Ce jugement nous interpelle et nous intéresse. L’étude comparée du droit permet d’améliorer la connaissance  juridique… et d’identifier des pistes de réflexion que parfois le « droit national » n’arrive pas à offrir.

**Quel est le « statut » de la 2ème main ? Le tabou est brisé !

Question de fond ! Quel est le statut, la place, le rôle, la fonction ou la mission de ces « artistes assistants »… de ces « artistes exécutants » qui secondent des « artistes grandes signatures » pour la réalisation de leurs œuvres ? Autrement dit, quel est le « statut » de la deuxième main ? Quel sens donner à « aider », « assister » ou « seconder »… dans le cas  des peintures signées par un artiste connu ?

On  ne  parle pas ici, évidemment, de ces « créateurs »… d’ici ou ailleurs… (amateurs ou professionnels peu inspirés et à l’éthique relative) qui signent carrément des « œuvres » réalisées entièrement par d’autres, ayant  accepté… par nécessité… l’effacement et la compromission ! Ce sujet est clos !
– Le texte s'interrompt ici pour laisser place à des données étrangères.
// Filter expression tests — parsing, canonical form, and evaluation against
// hand-built feed items. Pure functions only.

use amplifier::feed::{FeedItem, MediaKind};
use amplifier::filter::{evaluate, parse, parse_expr, AtomKind, ParseError, PredicateNode};
use amplifier::target::TargetSet;

fn atom(kind: AtomKind) -> PredicateNode {
    PredicateNode::Atom(kind)
}

fn photo_item() -> FeedItem {
    FeedItem {
        id: 1,
        media: Some(vec![MediaKind::Photo]),
        ..FeedItem::default()
    }
}

fn repost_item() -> FeedItem {
    FeedItem {
        id: 2,
        reposted_id: Some(99),
        ..FeedItem::default()
    }
}

fn quote_item() -> FeedItem {
    FeedItem {
        id: 3,
        quoted_id: Some(42),
        ..FeedItem::default()
    }
}

// ============================================================
// Parsing
// ============================================================

#[test]
fn two_entry_list_parses_to_expected_trees() {
    let list = parse("and(rt,not(photo))/qt").unwrap();
    assert_eq!(
        list.entries(),
        &[
            PredicateNode::And(vec![
                atom(AtomKind::IsRepost),
                PredicateNode::Not(Box::new(atom(AtomKind::HasPhoto))),
            ]),
            atom(AtomKind::IsQuote),
        ]
    );
}

#[test]
fn canonical_text_reparses_to_the_same_tree() {
    for text in [
        "and(rt,not(photo))/qt",
        "or(and(photo,video),not(or(rt,qt)))",
        "not(not(not(all)))",
        "photo/video/rt/qt",
    ] {
        let list = parse(text).unwrap();
        let reparsed = parse(&list.to_string()).unwrap();
        assert_eq!(list, reparsed, "round trip of {text}");
        assert_eq!(list.to_string(), text);
    }
}

#[test]
fn unbalanced_and_empty_args_are_distinct_errors() {
    let unbalanced = parse("not(rt").unwrap_err();
    let empty = parse("and()").unwrap_err();

    assert!(matches!(unbalanced, ParseError::Unbalanced { .. }));
    assert!(matches!(empty, ParseError::EmptyArgs { .. }));
    assert_ne!(unbalanced, empty);
}

#[test]
fn unknown_atoms_are_rejected() {
    assert!(matches!(
        parse("photo/gif"),
        Err(ParseError::UnknownAtom { ref token }) if token == "gif"
    ));
    // Atoms are case-sensitive.
    assert!(matches!(parse_expr("Photo"), Err(ParseError::UnknownAtom { .. })));
}

#[test]
fn separators_inside_parentheses_do_not_split() {
    let list = parse("or(photo,and(video,qt))/rt").unwrap();
    assert_eq!(list.len(), 2);

    let or = &list.entries()[0];
    assert!(matches!(or, PredicateNode::Or(args) if args.len() == 2));
}

#[test]
fn deep_nesting_parses() {
    let depth = 64;
    let text = format!("{}photo{}", "not(".repeat(depth), ")".repeat(depth));
    let node = parse_expr(&text).unwrap();

    // Even number of negations cancels out.
    assert!(evaluate(&node, &photo_item()));
}

// ============================================================
// Evaluation
// ============================================================

#[test]
fn empty_combinators_never_match() {
    for item in [photo_item(), repost_item(), quote_item(), FeedItem::default()] {
        assert!(!evaluate(&PredicateNode::And(vec![]), &item));
        assert!(!evaluate(&PredicateNode::Or(vec![]), &item));
    }
}

#[test]
fn list_matches_when_any_entry_matches() {
    let list = parse("and(rt,not(photo))/qt").unwrap();

    assert!(list.matches(&repost_item()));
    assert!(list.matches(&quote_item()));
    assert!(!list.matches(&photo_item()));

    let photo_repost = FeedItem {
        reposted_id: Some(7),
        ..photo_item()
    };
    assert!(!list.matches(&photo_repost));
}

#[test]
fn zero_quote_id_is_not_a_quote() {
    let item = FeedItem {
        quoted_id: Some(0),
        ..FeedItem::default()
    };
    assert!(!parse("qt").unwrap().matches(&item));
}

#[test]
fn empty_extended_media_hides_plain_media() {
    let item = FeedItem {
        media: Some(vec![MediaKind::Photo]),
        extended_media: Some(vec![]),
        ..FeedItem::default()
    };
    assert!(!parse("photo").unwrap().matches(&item));
    assert!(parse("all").unwrap().matches(&item));
}

// ============================================================
// Target values
// ============================================================

#[test]
fn target_values_for_one_account_are_merged() {
    let set = TargetSet::from_values(&["news:photo", "other:rt", "news:qt/video"]).unwrap();
    let targets = set.targets();

    assert_eq!(targets.len(), 2);
    assert_eq!(targets[0].account, "news");
    assert_eq!(targets[0].filters.to_string(), "photo/qt/video");
    assert_eq!(targets[1].account, "other");
}

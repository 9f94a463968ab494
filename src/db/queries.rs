// Database queries — all SQL for the checkpoint table lives here.

use anyhow::{Context, Result};
use rusqlite::{params, Connection, OptionalExtension};

use super::models::CheckpointRecord;

fn parse_id(key: &str, raw: &str) -> Result<u64> {
    raw.parse::<u64>()
        .with_context(|| format!("Corrupt checkpoint for {key}: {raw:?}"))
}

/// Get a checkpoint by key.
pub fn get_checkpoint(conn: &Connection, key: &str) -> Result<Option<u64>> {
    let mut stmt = conn.prepare("SELECT last_id FROM checkpoints WHERE key = ?1")?;
    let raw: Option<String> = stmt.query_row(params![key], |row| row.get(0)).optional()?;
    raw.map(|v| parse_id(key, &v)).transpose()
}

/// Set a checkpoint (upsert).
pub fn set_checkpoint(conn: &Connection, key: &str, value: u64) -> Result<()> {
    conn.execute(
        "INSERT INTO checkpoints (key, last_id, updated_at)
         VALUES (?1, ?2, datetime('now'))
         ON CONFLICT(key) DO UPDATE SET last_id = ?2, updated_at = datetime('now')",
        params![key, value.to_string()],
    )?;
    Ok(())
}

/// All checkpoints, ordered by key.
pub fn get_all_checkpoints(conn: &Connection) -> Result<Vec<CheckpointRecord>> {
    let mut stmt =
        conn.prepare("SELECT key, last_id, updated_at FROM checkpoints ORDER BY key")?;
    let rows = stmt
        .query_map([], |row| {
            Ok((
                row.get::<_, String>(0)?,
                row.get::<_, String>(1)?,
                row.get::<_, String>(2)?,
            ))
        })?
        .collect::<rusqlite::Result<Vec<_>>>()?;

    rows.into_iter()
        .map(|(key, raw, updated_at)| {
            let last_id = parse_id(&key, &raw)?;
            Ok(CheckpointRecord {
                key,
                last_id,
                updated_at,
            })
        })
        .collect()
}

#[cfg(test)]
mod tests {
    use super::*;
    use crate::db::schema::create_tables;

    fn test_conn() -> Connection {
        let conn = Connection::open_in_memory().unwrap();
        create_tables(&conn).unwrap();
        conn
    }

    #[test]
    fn test_missing_checkpoint_is_none() {
        let conn = test_conn();
        assert_eq!(get_checkpoint(&conn, "checkpoint:1").unwrap(), None);
    }

    #[test]
    fn test_upsert_overwrites() {
        let conn = test_conn();
        set_checkpoint(&conn, "checkpoint:1", 100).unwrap();
        set_checkpoint(&conn, "checkpoint:1", 250).unwrap();
        assert_eq!(get_checkpoint(&conn, "checkpoint:1").unwrap(), Some(250));
    }

    #[test]
    fn test_full_u64_range_survives() {
        let conn = test_conn();
        set_checkpoint(&conn, "checkpoint:1", u64::MAX).unwrap();
        assert_eq!(get_checkpoint(&conn, "checkpoint:1").unwrap(), Some(u64::MAX));
    }

    #[test]
    fn test_corrupt_value_is_an_error() {
        let conn = test_conn();
        conn.execute(
            "INSERT INTO checkpoints (key, last_id) VALUES ('checkpoint:9', 'abc')",
            [],
        )
        .unwrap();
        assert!(get_checkpoint(&conn, "checkpoint:9").is_err());
    }

    #[test]
    fn test_all_checkpoints_sorted_by_key() {
        let conn = test_conn();
        set_checkpoint(&conn, "checkpoint:2", 20).unwrap();
        set_checkpoint(&conn, "checkpoint:1", 10).unwrap();

        let all = get_all_checkpoints(&conn).unwrap();
        assert_eq!(all.len(), 2);
        assert_eq!(all[0].key, "checkpoint:1");
        assert_eq!(all[0].last_id, 10);
        assert_eq!(all[1].last_id, 20);
        assert!(!all[0].updated_at.is_empty());
    }
}
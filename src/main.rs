use anyhow::Result;
use clap::{Args, Parser, Subcommand};
use colored::Colorize;
use std::sync::Arc;
use std::time::Duration;
use tokio::sync::watch;
use tracing::{error, info, warn};

use amplifier::config::{Config, CycleSettings};
use amplifier::db::{CheckpointStore, MemoryCheckpointStore};
use amplifier::feed::client::ApiClient;
use amplifier::feed::{Amplifier, Credentials, FeedSource};
use amplifier::pipeline::{CycleOutcome, LoaderConfig, Target};
use amplifier::scheduler;
use amplifier::target::TargetSet;

/// Amplifier: repost what an account publishes, filtered.
///
/// Watches each target account's feed and reposts items matching its
/// filter expression, exactly once, resuming from a stored checkpoint.
#[derive(Parser)]
#[command(name = "amplifier", version, about)]
struct Cli {
    #[command(subcommand)]
    command: Commands,
}

#[derive(Subcommand)]
enum Commands {
    /// Initialize the checkpoint database
    Init,

    /// Validate target values and print their canonical filters
    Check {
        /// Target as <account>:<filter>, e.g. "news:and(photo,not(rt))" (repeatable)
        #[arg(long = "target", required = true)]
        targets: Vec<String>,
    },

    /// Watch targets and amplify matching items until Ctrl-C
    Run(RunArgs),

    /// Show stored checkpoints
    Status,
}

#[derive(Args)]
struct RunArgs {
    /// Target as <account>:<filter>, e.g. "news:and(photo,not(rt))" (repeatable)
    #[arg(long = "target", required = true)]
    targets: Vec<String>,

    /// Minutes between the end of one cycle and the start of the next
    #[arg(long, default_value = "10")]
    interval: u64,

    /// Minutes a single cycle may run before it is cancelled
    #[arg(long, default_value = "5")]
    timeout: u64,

    /// Minutes of history to scan for a target without a checkpoint
    #[arg(long, default_value = "60")]
    fallback: u64,

    /// Items requested per page (the API returns at most 200)
    #[arg(
        long,
        default_value = "200",
        value_parser = clap::value_parser!(u32).range(1..=200)
    )]
    page_size: u32,

    /// Maximum pages fetched per cycle
    #[arg(long, default_value = "16")]
    max_pages: u32,

    /// Keep checkpoints in memory only (every start is a cold start)
    #[arg(long)]
    ephemeral: bool,

    /// Run one cycle per target and exit
    #[arg(long)]
    once: bool,
}

impl RunArgs {
    fn settings(&self) -> CycleSettings {
        CycleSettings {
            interval: minutes(self.interval),
            timeout: minutes(self.timeout),
            loader: LoaderConfig {
                page_size: self.page_size,
                max_pages: self.max_pages,
                initial_backfill_horizon: minutes(self.fallback),
            },
        }
    }
}

#[tokio::main]
async fn main() -> Result<()> {
    // Load .env file if present (silently ignore if missing)
    let _ = dotenvy::dotenv();

    // Set up structured logging
    tracing_subscriber::fmt()
        .with_env_filter(
            tracing_subscriber::EnvFilter::try_from_default_env()
                .unwrap_or_else(|_| tracing_subscriber::EnvFilter::new("amplifier=info")),
        )
        .init();

    let cli = Cli::parse();

    match cli.command {
        Commands::Init => {
            info!("Initializing checkpoint database...");
            let config = Config::load()?;
            let table_count = init_database(&config)?;
            println!("Database initialized at: {}", config.db_path);
            println!("Tables created: {table_count}");
            println!("\nAmplifier is ready. Next step: set the FEED_CONSUMER_* and FEED_ACCESS_* credentials in your .env file");
            println!("  (see .env.example for required variables)");
            println!("\nThen run: amplifier run --target <account>:<filter>");
        }

        Commands::Check { targets } => {
            let mut invalid = 0;
            let mut set = TargetSet::default();
            for value in &targets {
                if let Err(e) = set.add(value) {
                    println!("{} {}", "invalid".red().bold(), e);
                    invalid += 1;
                }
            }
            for spec in set.targets() {
                println!("{} @{}: {}", "ok".green().bold(), spec.account, spec.filters);
            }
            if invalid > 0 {
                anyhow::bail!("{invalid} of {} target values are invalid", targets.len());
            }
        }

        Commands::Run(args) => {
            let config = Config::load()?;
            let credentials = config.credentials()?;
            if !credentials.has_user_context() {
                warn!(
                    "Bearer token only: reposting needs the FEED_CONSUMER_* and FEED_ACCESS_* credentials"
                );
            }
            run(&config, credentials, &args).await?;
        }

        Commands::Status => {
            let config = Config::load()?;
            let store = open_database(&config)?;
            amplifier::status::show(store.as_ref(), &config.db_path).await?;
        }
    }

    Ok(())
}

async fn run(config: &Config, credentials: Credentials, args: &RunArgs) -> Result<()> {
    let settings = args.settings();

    // A bad value only drops its own target.
    let mut set = TargetSet::default();
    for value in &args.targets {
        if let Err(e) = set.add(value) {
            error!(error = %e, "Skipping target");
        }
    }
    if set.is_empty() {
        anyhow::bail!("No valid targets. Check them with `amplifier check --target ...`");
    }

    let store: Arc<dyn CheckpointStore> = if args.ephemeral {
        warn!("Ephemeral mode: checkpoints are kept in memory only");
        Arc::new(MemoryCheckpointStore::new())
    } else {
        persistent_store(config)?
    };

    let client = Arc::new(ApiClient::new(&config.api_url, credentials)?);
    let source: Arc<dyn FeedSource> = client.clone();
    let actions: Arc<dyn Amplifier> = client.clone();

    let mut targets = Vec::new();
    for spec in set.into_targets() {
        match client.resolve_account(&spec.account).await {
            Ok(account_id) => targets.push(Target {
                handle: spec.account,
                account_id,
                filters: spec.filters,
            }),
            Err(e) => error!(account = %spec.account, error = %e, "Skipping target"),
        }
    }

    let mut runners = scheduler::prepare_runners(
        targets,
        &store,
        &settings.loader,
        settings.timeout,
        source,
        actions,
    )
    .await;
    if runners.is_empty() {
        anyhow::bail!("None of the targets could be set up");
    }

    if args.once {
        let outcomes = scheduler::run_once(&mut runners).await;
        for (runner, outcome) in runners.iter().zip(&outcomes) {
            print_outcome(&runner.target().handle, outcome, runner.checkpoint());
        }
        return Ok(());
    }

    let (shutdown_tx, shutdown_rx) = watch::channel(false);
    tokio::spawn(async move {
        if let Err(e) = tokio::signal::ctrl_c().await {
            error!(error = %e, "Failed to listen for Ctrl-C");
            return;
        }
        info!("Shutdown requested, finishing up");
        let _ = shutdown_tx.send(true);
    });

    scheduler::run_all(runners, settings.interval, shutdown_rx).await;
    Ok(())
}

fn print_outcome(handle: &str, outcome: &CycleOutcome, checkpoint: u64) {
    let summary = match outcome {
        CycleOutcome::Completed { matched, report } => format!(
            "{} matched {}, amplified {}, skipped {}",
            "done".green().bold(),
            matched,
            report.amplified(),
            report.skipped()
        ),
        CycleOutcome::LoadFailed(e) => format!("{} {}", "load failed".red().bold(), e),
        CycleOutcome::ReconcileFatal(report) => format!(
            "{} {}",
            "stopped".red().bold(),
            report.fatal_cause().unwrap_or("unknown error")
        ),
        CycleOutcome::TimedOut => "timed out".yellow().bold().to_string(),
    };
    println!("@{handle}: {summary} (checkpoint {checkpoint})");
}

fn minutes(n: u64) -> Duration {
    Duration::from_secs(n * 60)
}

/// Create the database if needed; returns the table count.
#[cfg(feature = "sqlite")]
fn init_database(config: &Config) -> Result<i64> {
    let conn = amplifier::db::initialize(&config.db_path)?;
    amplifier::db::schema::table_count(&conn)
}

#[cfg(not(feature = "sqlite"))]
fn init_database(_config: &Config) -> Result<i64> {
    anyhow::bail!("Built without the 'sqlite' feature. Rebuild with: cargo build --features sqlite")
}

/// The checkpoint store for `run`, created on first use.
#[cfg(feature = "sqlite")]
fn persistent_store(config: &Config) -> Result<Arc<dyn CheckpointStore>> {
    amplifier::db::initialize_sqlite(&config.db_path)
}

#[cfg(not(feature = "sqlite"))]
fn persistent_store(_config: &Config) -> Result<Arc<dyn CheckpointStore>> {
    anyhow::bail!(
        "Built without the 'sqlite' feature; pass --ephemeral or rebuild with: cargo build --features sqlite"
    )
}

/// Existing checkpoint store for `status`; `None` before `init`.
#[cfg(feature = "sqlite")]
fn open_database(config: &Config) -> Result<Option<Arc<dyn CheckpointStore>>> {
    if !amplifier::status::database_exists(&config.db_path) {
        return Ok(None);
    }
    amplifier::db::open_sqlite(&config.db_path).map(Some)
}

#[cfg(not(feature = "sqlite"))]
fn open_database(_config: &Config) -> Result<Option<Arc<dyn CheckpointStore>>> {
    Ok(None)
}
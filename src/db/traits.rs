// CheckpointStore trait — backend-agnostic async key/value interface.
//
// Implementors: SqliteCheckpointStore (wraps rusqlite), MemoryCheckpointStore.
// All target tasks share one store; each target only touches its own key,
// so backends only need to be safe for concurrent access to distinct keys.

use anyhow::Result;
use async_trait::async_trait;

use super::models::CheckpointRecord;

#[async_trait]
pub trait CheckpointStore: Send + Sync {
    /// Stored value for `key`, or 0 when nothing has been stored yet.
    async fn get(&self, key: &str) -> Result<u64>;

    /// Store `value` for `key` (upsert).
    async fn set(&self, key: &str, value: u64) -> Result<()>;

    /// Every stored checkpoint, ordered by key.
    async fn entries(&self) -> Result<Vec<CheckpointRecord>>;
}
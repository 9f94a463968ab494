use std::env;
use std::path::PathBuf;
use std::time::Duration;

use anyhow::Result;

use crate::feed::{Credentials, OAuth1Credentials};
use crate::pipeline::LoaderConfig;

/// Central configuration loaded from environment variables.
///
/// Credentials come from the environment only (never flags), so they stay
/// out of shell history. The .env file is loaded at startup via dotenvy.
pub struct Config {
    /// Feed API base URL (defaults to the v1.1 REST endpoint).
    pub api_url: String,
    /// App-only bearer token. Read-only; used when no OAuth keys are set.
    pub api_token: String,
    pub consumer_key: String,
    pub consumer_secret: String,
    pub access_token: String,
    pub access_token_secret: String,
    pub db_path: String,
}

impl Config {
    /// Load configuration from environment variables.
    ///
    /// Only credentials lack defaults; `init`, `check` and `status` work
    /// without them.
    pub fn load() -> Result<Self> {
        let db_path = match env::var("AMPLIFIER_DB_PATH") {
            Ok(path) if !path.is_empty() => path,
            _ => default_db_path().to_string_lossy().into_owned(),
        };

        Ok(Self {
            api_url: env::var("FEED_API_URL")
                .unwrap_or_else(|_| crate::feed::client::DEFAULT_API_URL.to_string()),
            api_token: env::var("FEED_API_TOKEN").unwrap_or_default(),
            consumer_key: env::var("FEED_CONSUMER_KEY").unwrap_or_default(),
            consumer_secret: env::var("FEED_CONSUMER_SECRET").unwrap_or_default(),
            access_token: env::var("FEED_ACCESS_TOKEN").unwrap_or_default(),
            access_token_secret: env::var("FEED_ACCESS_TOKEN_SECRET").unwrap_or_default(),
            db_path,
        })
    }

    /// Pick the credentials to sign requests with.
    ///
    /// All four OAuth values → user context (needed for reposting). None of
    /// them → the bearer token, if set. A partial OAuth set is an error
    /// rather than a silent fallback.
    pub fn credentials(&self) -> Result<Credentials> {
        let oauth = [
            ("FEED_CONSUMER_KEY", &self.consumer_key),
            ("FEED_CONSUMER_SECRET", &self.consumer_secret),
            ("FEED_ACCESS_TOKEN", &self.access_token),
            ("FEED_ACCESS_TOKEN_SECRET", &self.access_token_secret),
        ];
        let missing: Vec<&str> = oauth
            .iter()
            .filter(|(_, value)| value.is_empty())
            .map(|(name, _)| *name)
            .collect();

        if missing.is_empty() {
            return Ok(Credentials::OAuth1(OAuth1Credentials {
                consumer_key: self.consumer_key.clone(),
                consumer_secret: self.consumer_secret.clone(),
                access_token: self.access_token.clone(),
                access_token_secret: self.access_token_secret.clone(),
            }));
        }
        if missing.len() < oauth.len() {
            anyhow::bail!(
                "Incomplete OAuth credentials, missing: {}.\n\
                 See .env.example for the required variables.",
                missing.join(", ")
            );
        }
        if !self.api_token.is_empty() {
            return Ok(Credentials::Bearer(self.api_token.clone()));
        }
        anyhow::bail!(
            "No feed API credentials. Set FEED_CONSUMER_KEY, FEED_CONSUMER_SECRET,\n\
             FEED_ACCESS_TOKEN and FEED_ACCESS_TOKEN_SECRET in your .env file.\n\
             See .env.example for the required variables."
        )
    }
}

/// Default checkpoint database location: `<data dir>/amplifier/checkpoints.db`,
/// falling back to the working directory when the platform has no data dir.
pub fn default_db_path() -> PathBuf {
    dirs::data_dir()
        .map(|dir| dir.join("amplifier"))
        .unwrap_or_else(|| PathBuf::from("."))
        .join("checkpoints.db")
}

/// Timing and paging knobs shared by every target.
#[derive(Debug, Clone)]
pub struct CycleSettings {
    /// Pause between the end of one cycle and the start of the next.
    pub interval: Duration,
    /// Upper bound on a single cycle.
    pub timeout: Duration,
    pub loader: LoaderConfig,
}

impl Default for CycleSettings {
    fn default() -> Self {
        Self {
            interval: Duration::from_secs(10 * 60),
            timeout: Duration::from_secs(5 * 60),
            loader: LoaderConfig::default(),
        }
    }
}

#[cfg(test)]
mod tests {
    use super::*;

    #[test]
    fn test_default_db_path_file_name() {
        let path = default_db_path();
        assert_eq!(
            path.file_name().and_then(|n| n.to_str()),
            Some("checkpoints.db")
        );
        assert!(path
            .parent()
            .is_some_and(|p| p.ends_with("amplifier") || p == std::path::Path::new(".")));
    }

    fn empty_config() -> Config {
        Config {
            api_url: "http://localhost".to_string(),
            api_token: String::new(),
            consumer_key: String::new(),
            consumer_secret: String::new(),
            access_token: String::new(),
            access_token_secret: String::new(),
            db_path: "./test.db".to_string(),
        }
    }

    #[test]
    fn test_no_credentials_is_an_error() {
        assert!(empty_config().credentials().is_err());
    }

    #[test]
    fn test_bearer_used_without_oauth_keys() {
        let config = Config {
            api_token: "secret".to_string(),
            ..empty_config()
        };
        assert_eq!(
            config.credentials().unwrap(),
            Credentials::Bearer("secret".to_string())
        );
    }

    #[test]
    fn test_full_oauth_set_wins_over_bearer() {
        let config = Config {
            api_token: "secret".to_string(),
            consumer_key: "ck".to_string(),
            consumer_secret: "cs".to_string(),
            access_token: "at".to_string(),
            access_token_secret: "ats".to_string(),
            ..empty_config()
        };
        let creds = config.credentials().unwrap();
        assert!(creds.has_user_context());
    }

    #[test]
    fn test_partial_oauth_set_names_missing_values() {
        let config = Config {
            api_token: "secret".to_string(),
            consumer_key: "ck".to_string(),
            access_token: "at".to_string(),
            ..empty_config()
        };
        let err = config.credentials().unwrap_err().to_string();
        assert!(err.contains("FEED_CONSUMER_SECRET"));
        assert!(err.contains("FEED_ACCESS_TOKEN_SECRET"));
        assert!(!err.contains("FEED_CONSUMER_KEY"));
    }

    #[test]
    fn test_cycle_settings_defaults() {
        let settings = CycleSettings::default();
        assert_eq!(settings.interval, Duration::from_secs(600));
        assert_eq!(settings.timeout, Duration::from_secs(300));
        assert_eq!(settings.loader.page_size, 200);
        assert_eq!(settings.loader.max_pages, 16);
    }
}
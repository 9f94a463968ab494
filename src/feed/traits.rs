// Remote collaborator traits consumed by the pipeline.
//
// Async so the reqwest client and in-process fakes fit behind the same
// interface, mirroring how the database layer is abstracted.

use async_trait::async_trait;

use super::error::{ActionError, FetchError};
use super::item::FeedItem;

/// Most items a single page can hold; larger requests are capped by the API.
pub const MAX_PAGE_SIZE: u32 = 200;

/// Source of feed pages for one account.
#[async_trait]
pub trait FeedSource: Send + Sync {
    /// Fetch up to `count` items (at most `MAX_PAGE_SIZE`) with
    /// `since_id < id <= max_id`, newest first.
    /// `max_id = None` starts from the newest item; `since_id = 0` means no
    /// lower bound.
    async fn fetch_page(
        &self,
        account_id: u64,
        max_id: Option<u64>,
        since_id: u64,
        count: u32,
    ) -> Result<Vec<FeedItem>, FetchError>;
}

/// The repost action and its inverse.
#[async_trait]
pub trait Amplifier: Send + Sync {
    async fn amplify(&self, item_id: u64) -> Result<(), ActionError>;

    async fn unamplify(&self, item_id: u64) -> Result<(), ActionError>;
}
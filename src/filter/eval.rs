// Predicate evaluation — one recursive walk over the closed node enum.

use crate::feed::FeedItem;

use super::ast::{AtomKind, PredicateNode};

/// Evaluate a predicate tree against one item. Pure; O(size of tree).
pub fn evaluate(node: &PredicateNode, item: &FeedItem) -> bool {
    match node {
        PredicateNode::Atom(kind) => evaluate_atom(*kind, item),
        PredicateNode::Not(inner) => !evaluate(inner, item),
        // An empty conjunction is deliberately false, not vacuously true.
        PredicateNode::And(children) => {
            !children.is_empty() && children.iter().all(|c| evaluate(c, item))
        }
        PredicateNode::Or(children) => children.iter().any(|c| evaluate(c, item)),
    }
}

fn evaluate_atom(kind: AtomKind, item: &FeedItem) -> bool {
    match kind {
        AtomKind::HasPhoto => item.has_photo(),
        AtomKind::HasVideo => item.has_video(),
        AtomKind::IsRepost => item.is_repost(),
        AtomKind::IsQuote => item.is_quote(),
        AtomKind::MatchAll => true,
    }
}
Certains disent qu’on ne peut mettre sur le même plan  le « maître » et celui qui l’assiste…  quel que soit son apport  !! Tant artiste qu’il est, « l’assistant » reste, pour beaucoup,  un « employé  subalterne »…

Or, le Tribunal de Madrid (en tant que juridiction d’appel) n’est pas d’accord.  Dans son arrêt 204/2021 du 21 mai 2021, cette juridiction de degré supérieur a brisé le silence.

Les juges ont révoqué le jugement du Tribunal de Commerce N°3 de Madrid qui a refusé, en première instance, de reconnaître l’apport de  Fumiko Negishi dans les peintures d’Antonio de Felipe .

**Les  arguments  du tribunal de première instance

L’artiste japonaise a travaillé avec Antonio de Felipe entre 2006 et  en 2016 avant d’être licenciée  pour des « raisons financières ».  Elle a décidé de saisir la Justice pour revendiquer son apport et sa paternité pour au moins  221 œuvres que de Felipe a signées seul.

Les juges  de première instance l’ont presque débouté.  Ils ont estimé que Miko Negishi « était une salariée subalterne, bien que son rôle dans l’exécution des travaux pouvait être pertinent ».  Pour eux, il n’y a pas de preuve évidente d’une « activité créatrice » de la peintre pour lui attribuer le « statut d’auteur ». 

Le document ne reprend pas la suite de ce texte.